Requirement
A complete, unaltered copy of the listing is needed. Write it out.

Available data
BEGIN

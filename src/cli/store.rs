// SPDX-License-Identifier: MIT OR Apache-2.0
// Copyright (c) 2025 stagegraph contributors

//! Store command - manage the configured descriptor store

use colored::Colorize;
use miette::Result;

use super::{current_dir, output, StoreAction};
use crate::config::Config;
use crate::descriptor::Descriptor;
use crate::errors::StagegraphError;
use crate::store::{DescriptorStore, FilesystemStore};

/// Run a store action
pub async fn run(action: StoreAction, verbose: bool) -> Result<()> {
    let root = current_dir()?;
    let config = Config::discover(&root)?;
    let store = FilesystemStore::new(config.store_directory(&root))?;

    if verbose {
        eprintln!("{} {}", "Store:".dimmed(), store.root().display());
    }

    match action {
        StoreAction::List => {
            let all = store.list_all().await?;
            if all.is_empty() {
                println!("{}", "No stored pipelines".dimmed());
                return Ok(());
            }

            for (id, text) in &all {
                match Descriptor::parse(text) {
                    Ok(descriptor) => println!(
                        "{}  {} ({} stages)",
                        id.bold(),
                        descriptor.metadata.name,
                        descriptor.spec.stages.len()
                    ),
                    Err(e) => println!("{}  {}", id.bold(), format!("unreadable: {}", e).red()),
                }
            }
        }

        StoreAction::Get { id } => {
            let text = store
                .get(&id)
                .await?
                .ok_or_else(|| StagegraphError::DescriptorNotFound { id: id.clone() })?;
            print!("{}", text);
        }

        StoreAction::Put { id, file } => {
            let text = std::fs::read_to_string(&file)
                .map_err(|e| miette::miette!("Failed to read '{}': {}", file.display(), e))?;
            let descriptor = Descriptor::parse(&text)?;

            store.put(&id, &text).await?;
            output::ok(&format!(
                "Stored '{}' as {}",
                descriptor.metadata.name,
                id.bold()
            ));
        }

        StoreAction::Delete { id } => {
            store.delete(&id).await?;
            output::ok(&format!("Deleted {}", id.bold()));
        }
    }

    Ok(())
}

END

Your solution
filename src/cli/store.rs
// SPDX-License-Identifier: MIT OR Apache-2.0
// Copyright (c) 2025 stagegraph contributors

//! Store command - manage the configured descriptor store

use colored::Colorize;
use miette::Result;

use super::{current_dir, output, StoreAction};
use crate::config::Config;
use crate::descriptor::Descriptor;
use crate::errors::StagegraphError;
use crate::store::{DescriptorStore, FilesystemStore};

/// Run a store action
pub async fn run(action: StoreAction, verbose: bool) -> Result<()> {
    let root = current_dir()?;
    let config = Config::discover(&root)?;
    let store = FilesystemStore::new(config.store_directory(&root))?;

    if verbose {
        eprintln!("{} {}", "Store:".dimmed(), store.root().display());
    }

    match action {
        StoreAction::List => {
            let all = store.list_all().await?;
            if all.is_empty() {
                println!("{}", "No stored pipelines".dimmed());
                return Ok(());
            }

            for (id, text) in &all {
                match Descriptor::parse(text) {
                    Ok(descriptor) => println!(
                        "{}  {} ({} stages)",
                        id.bold(),
                        descriptor.metadata.name,
                        descriptor.spec.stages.len()
                    ),
                    Err(e) => println!("{}  {}", id.bold(), format!("unreadable: {}", e).red()),
                }
            }
        }

        StoreAction::Get { id } => {
            let text = store
                .get(&id)
                .await?
                .ok_or_else(|| StagegraphError::DescriptorNotFound { id: id.clone() })?;
            print!("{}", text);
        }

        StoreAction::Put { id, file } => {
            let text = std::fs::read_to_string(&file)
                .map_err(|e| miette::miette!("Failed to read '{}': {}", file.display(), e))?;
            let descriptor = Descriptor::parse(&text)?;

            store.put(&id, &text).await?;
            output::ok(&format!(
                "Stored '{}' as {}",
                descriptor.metadata.name,
                id.bold()
            ));
        }

        StoreAction::Delete { id } => {
            store.delete(&id).await?;
            output::ok(&format!("Deleted {}", id.bold()));
        }
    }

    Ok(())
}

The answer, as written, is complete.